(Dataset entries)
------------------------------------------------------------

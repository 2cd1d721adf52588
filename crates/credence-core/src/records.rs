//! Stored records owned by the three registries.
//!
//! Registries hand these out by value; a caller holding a copy can never
//! reach back into the owning registry's state.

use serde::{Deserialize, Serialize};

use crate::lifecycle::{CredentialStatus, ReportStatus};
use crate::types::{Address, CredentialId, Height, InstitutionId, PatternId, ReportId};

/// An issuing institution (university, academy, certification body).
#[derive(Debug, Clone, PartialEq, Eq, Serialize, Deserialize)]
pub struct Institution {
    pub id: InstitutionId,
    pub name: String,
    pub country: String,
    pub website: String,
    /// Flipped to true once by the admin; never reset.
    pub verified: bool,
    pub registration_date: Height,
}

/// Right for `address` to issue and revoke on behalf of `institution_id`.
#[derive(Debug, Clone, PartialEq, Eq, Serialize, Deserialize)]
pub struct InstitutionAdminGrant {
    pub institution_id: InstitutionId,
    pub address: Address,
    pub active: bool,
}

/// A credential issued to a holder.
#[derive(Debug, Clone, PartialEq, Eq, Serialize, Deserialize)]
pub struct Credential {
    pub id: CredentialId,
    pub institution_id: InstitutionId,
    /// Opaque holder identifier.
    pub student_id: String,
    pub credential_type: String,
    pub credential_name: String,
    pub issue_date: Height,
    /// `None` means the credential never expires.
    pub expiration_date: Option<Height>,
    pub metadata: String,
    pub revoked: bool,
}

impl Credential {
    /// Status of this credential at `height`.
    pub fn status_at(&self, height: Height) -> CredentialStatus {
        CredentialStatus::derive(self.revoked, self.expiration_date, height)
    }

    pub fn is_valid_at(&self, height: Height) -> bool {
        self.status_at(height).is_valid()
    }
}

/// A third-party report flagging a credential as fraudulent.
#[derive(Debug, Clone, PartialEq, Eq, Serialize, Deserialize)]
pub struct FraudReport {
    pub id: ReportId,
    pub reporter: Address,
    pub credential_id: CredentialId,
    pub reason: String,
    pub report_date: Height,
    pub status: ReportStatus,
    /// Admin that processed the report; `None` while pending.
    #[serde(default)]
    pub processed_by: Option<Address>,
    #[serde(default)]
    pub processed_date: Option<Height>,
}

impl FraudReport {
    pub fn is_pending(&self) -> bool {
        self.status.is_pending()
    }
}

/// An admin-defined fraud heuristic.
#[derive(Debug, Clone, PartialEq, Eq, Serialize, Deserialize)]
pub struct SuspiciousPattern {
    pub id: PatternId,
    pub pattern_type: String,
    pub description: String,
    pub severity: u32,
    pub created_by: Address,
    pub creation_date: Height,
}
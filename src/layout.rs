use alloc::vec::Vec;

use crate::ItemLayout;

/// Read-only access to the geometry owned by the virtualization engine.
///
/// The tracker may query this any number of times per event; implementations must return a
/// consistent answer for the duration of one event.
pub trait LayoutSource {
    /// Rectangle of the item at `index`, or `None` if it has not been laid out.
    fn layout(&self, index: usize) -> Option<ItemLayout>;

    /// Viewport extent along the scroll axis. Only footers need it.
    fn scrollable_height(&self) -> Option<f32>;

    /// Whether the source is attached at all. Scroll events are ignored while this is `false`.
    fn is_ready(&self) -> bool {
        true
    }
}

impl<T: LayoutSource + ?Sized> LayoutSource for &T {
    fn layout(&self, index: usize) -> Option<ItemLayout> {
        (**self).layout(index)
    }

    fn scrollable_height(&self) -> Option<f32> {
        (**self).scrollable_height()
    }

    fn is_ready(&self) -> bool {
        (**self).is_ready()
    }
}

impl<T: LayoutSource> LayoutSource for Option<T> {
    fn layout(&self, index: usize) -> Option<ItemLayout> {
        self.as_ref()?.layout(index)
    }

    fn scrollable_height(&self) -> Option<f32> {
        self.as_ref()?.scrollable_height()
    }

    fn is_ready(&self) -> bool {
        self.as_ref().is_some_and(|source| source.is_ready())
    }
}

/// A snapshot layout source backed by a `Vec`.
///
/// Useful when the adapter already has every item rectangle at hand (fixed-size rows, or a
/// fully measured list), and in tests.
#[derive(Clone, Debug, Default, PartialEq)]
#[cfg_attr(feature = "serde", derive(serde::Serialize, serde::Deserialize))]
pub struct Layouts {
    items: Vec<Option<ItemLayout>>,
    scrollable_height: Option<f32>,
}

impl Layouts {
    pub fn new() -> Self {
        Self::default()
    }

    /// Stacks items of the given sizes from `y = 0` with no gaps.
    pub fn from_sizes(sizes: impl IntoIterator<Item = f32>) -> Self {
        let mut y = 0.0f32;
        let items = sizes
            .into_iter()
            .map(|height| {
                let item = ItemLayout::new(y, height);
                y += height;
                Some(item)
            })
            .collect();
        Self {
            items,
            scrollable_height: None,
        }
    }

    pub fn with_scrollable_height(mut self, height: f32) -> Self {
        self.scrollable_height = Some(height);
        self
    }

    pub fn set_scrollable_height(&mut self, height: Option<f32>) {
        self.scrollable_height = height;
    }

    /// Sets the rectangle of `index`, growing the snapshot with unresolved slots as needed.
    pub fn set(&mut self, index: usize, layout: ItemLayout) {
        if index >= self.items.len() {
            self.items.resize(index + 1, None);
        }
        self.items[index] = Some(layout);
    }

    /// Forgets the rectangle of `index` (e.g. the item was recycled).
    pub fn clear(&mut self, index: usize) {
        if let Some(slot) = self.items.get_mut(index) {
            *slot = None;
        }
    }

    pub fn len(&self) -> usize {
        self.items.len()
    }

    pub fn is_empty(&self) -> bool {
        self.items.is_empty()
    }

    /// Total content extent: the furthest item end, or `0` for an empty snapshot.
    pub fn content_height(&self) -> f32 {
        self.items
            .iter()
            .flatten()
            .map(ItemLayout::end)
            .fold(0.0, f32::max)
    }

    /// Returns the same content flipped end-to-start: item `i` becomes item `len - 1 - i`
    /// and keeps its height.
    pub fn mirrored(&self) -> Self {
        let total = self.content_height();
        let items = self
            .items
            .iter()
            .rev()
            .map(|slot| slot.map(|it| ItemLayout::new(total - it.end(), it.height)))
            .collect();
        Self {
            items,
            scrollable_height: self.scrollable_height,
        }
    }
}

impl LayoutSource for Layouts {
    fn layout(&self, index: usize) -> Option<ItemLayout> {
        self.items.get(index).copied().flatten()
    }

    fn scrollable_height(&self) -> Option<f32> {
        self.scrollable_height
    }
}

impl FromIterator<ItemLayout> for Layouts {
    fn from_iter<I: IntoIterator<Item = ItemLayout>>(iter: I) -> Self {
        Self {
            items: iter.into_iter().map(Some).collect(),
            scrollable_height: None,
        }
    }
}
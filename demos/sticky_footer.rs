// Example: a sticky footer driven through the pure transition function.
use sticky_virtualizer::{
    Layouts, StickyDirection, StickyEvent, StickyOptions, StickyTracker, TrackerState,
};

fn main() {
    // 50 rows of 24px, a 240px viewport, summary rows that stick to the bottom.
    let layouts = Layouts::from_sizes([24.0f32; 50]).with_scrollable_height(240.0);
    let tracker = StickyTracker::new(StickyOptions::footer([15usize, 30, 45]));

    let mut state = TrackerState::initial(StickyDirection::Footer);
    let offsets = [0.0f32, 120.0, 140.0, 150.0, 160.0, 300.0, 500.0, 520.0, 300.0, 100.0];
    for offset in offsets {
        state = tracker.transition(state, &StickyEvent::Scroll { offset }, &layouts);
        let active = tracker.sticky_indices()[state.current_pointer];
        println!(
            "scroll={offset:>5} footer_row={active:>2} offset={:>5} sliding={}",
            state.offset, state.tentative_sliding
        );
    }
}
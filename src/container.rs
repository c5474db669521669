use alloc::sync::Arc;

use crate::{
    LayoutSource, RowRenderer, StickyDirection, StickyEvent, StickyFrame, StickyOptions,
    StickyTracker, StickyView, ZeroPolicy,
};

/// Owns the header and footer trackers of one list and fans events out to both.
///
/// An edge with no sticky indices has no tracker. The optional row renderer turns the active
/// index of each edge into host content, see [`StickyContainer::render_header`].
pub struct StickyContainer<R = ()> {
    header: Option<StickyTracker>,
    footer: Option<StickyTracker>,
    zero_policy: ZeroPolicy,
    row_renderer: Option<RowRenderer<R>>,
}

impl<R> Clone for StickyContainer<R> {
    fn clone(&self) -> Self {
        Self {
            header: self.header.clone(),
            footer: self.footer.clone(),
            zero_policy: self.zero_policy,
            row_renderer: self.row_renderer.clone(),
        }
    }
}

impl<R> StickyContainer<R> {
    pub fn new(
        header_indices: impl Into<Arc<[usize]>>,
        footer_indices: impl Into<Arc<[usize]>>,
    ) -> Self {
        let zero_policy = ZeroPolicy::default();
        Self {
            header: tracker_for(StickyDirection::Header, header_indices.into(), zero_policy),
            footer: tracker_for(StickyDirection::Footer, footer_indices.into(), zero_policy),
            zero_policy,
            row_renderer: None,
        }
    }

    pub fn with_row_renderer(
        mut self,
        row_renderer: impl Fn(usize) -> R + Send + Sync + 'static,
    ) -> Self {
        self.row_renderer = Some(Arc::new(row_renderer));
        self
    }

    pub fn set_row_renderer(
        &mut self,
        row_renderer: Option<impl Fn(usize) -> R + Send + Sync + 'static>,
    ) {
        self.row_renderer = row_renderer.map(|f| Arc::new(f) as _);
    }

    pub fn with_zero_policy(mut self, zero_policy: ZeroPolicy) -> Self {
        self.set_zero_policy(zero_policy);
        self
    }

    pub fn set_zero_policy(&mut self, zero_policy: ZeroPolicy) {
        self.zero_policy = zero_policy;
        for tracker in self.trackers_mut() {
            tracker.update_options(|o| o.zero_policy = zero_policy);
        }
    }

    /// Replaces the header indices. An empty sequence removes the header tracker.
    pub fn set_header_indices(&mut self, indices: impl Into<Arc<[usize]>>) {
        let indices = indices.into();
        self.header = match self.header.take() {
            Some(mut tracker) if !indices.is_empty() => {
                tracker.set_sticky_indices(indices);
                Some(tracker)
            }
            _ => tracker_for(StickyDirection::Header, indices, self.zero_policy),
        };
    }

    /// Replaces the footer indices. An empty sequence removes the footer tracker.
    pub fn set_footer_indices(&mut self, indices: impl Into<Arc<[usize]>>) {
        let indices = indices.into();
        self.footer = match self.footer.take() {
            Some(mut tracker) if !indices.is_empty() => {
                tracker.set_sticky_indices(indices);
                Some(tracker)
            }
            _ => tracker_for(StickyDirection::Footer, indices, self.zero_policy),
        };
    }

    pub fn header(&self) -> Option<&StickyTracker> {
        self.header.as_ref()
    }

    pub fn header_mut(&mut self) -> Option<&mut StickyTracker> {
        self.header.as_mut()
    }

    pub fn footer(&self) -> Option<&StickyTracker> {
        self.footer.as_ref()
    }

    pub fn footer_mut(&mut self) -> Option<&mut StickyTracker> {
        self.footer.as_mut()
    }

    fn trackers_mut(&mut self) -> impl Iterator<Item = &mut StickyTracker> {
        self.header.iter_mut().chain(self.footer.iter_mut())
    }

    pub fn on_scroll<L: LayoutSource + ?Sized>(&mut self, offset: f32, layouts: &L) {
        for tracker in self.trackers_mut() {
            tracker.on_scroll(offset, layouts);
        }
    }

    pub fn on_visible_indices_changed(&mut self, all: &[usize], now: &[usize], not_now: &[usize]) {
        for tracker in self.trackers_mut() {
            tracker.on_visible_indices_changed(all, now, not_now);
        }
    }

    pub fn apply<L: LayoutSource + ?Sized>(&mut self, event: &StickyEvent<'_>, layouts: &L) {
        for tracker in self.trackers_mut() {
            tracker.apply(event, layouts);
        }
    }

    pub fn header_frame(&self) -> Option<StickyFrame> {
        self.header.as_ref().map(StickyTracker::frame)
    }

    pub fn footer_frame(&self) -> Option<StickyFrame> {
        self.footer.as_ref().map(StickyTracker::frame)
    }

    /// Renders the pinned header, if there is one to paint and a row renderer is set.
    pub fn render_header(&self) -> Option<StickyView<R>> {
        self.render(self.header.as_ref()?)
    }

    /// Renders the pinned footer, if there is one to paint and a row renderer is set.
    pub fn render_footer(&self) -> Option<StickyView<R>> {
        self.render(self.footer.as_ref()?)
    }

    fn render(&self, tracker: &StickyTracker) -> Option<StickyView<R>> {
        let row_renderer = self.row_renderer.as_ref()?;
        let frame = tracker.frame();
        let index = frame.painted_index()?;
        Some(StickyView {
            index,
            content: row_renderer(index),
            offset: frame.offset,
            edge: frame.edge,
        })
    }
}

impl<R> core::fmt::Debug for StickyContainer<R> {
    fn fmt(&self, f: &mut core::fmt::Formatter<'_>) -> core::fmt::Result {
        f.debug_struct("StickyContainer")
            .field("header", &self.header)
            .field("footer", &self.footer)
            .field("zero_policy", &self.zero_policy)
            .field("has_row_renderer", &self.row_renderer.is_some())
            .finish()
    }
}

fn tracker_for(
    direction: StickyDirection,
    indices: Arc<[usize]>,
    zero_policy: ZeroPolicy,
) -> Option<StickyTracker> {
    if indices.is_empty() {
        return None;
    }
    Some(StickyTracker::new(
        StickyOptions::new(direction, indices).with_zero_policy(zero_policy),
    ))
}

------------------------------------------------------------

▸ What this task involves
The string "ReportStatus" may appear in the entries. Say how many lines contain it, as a bare number.

▸ Answer space
2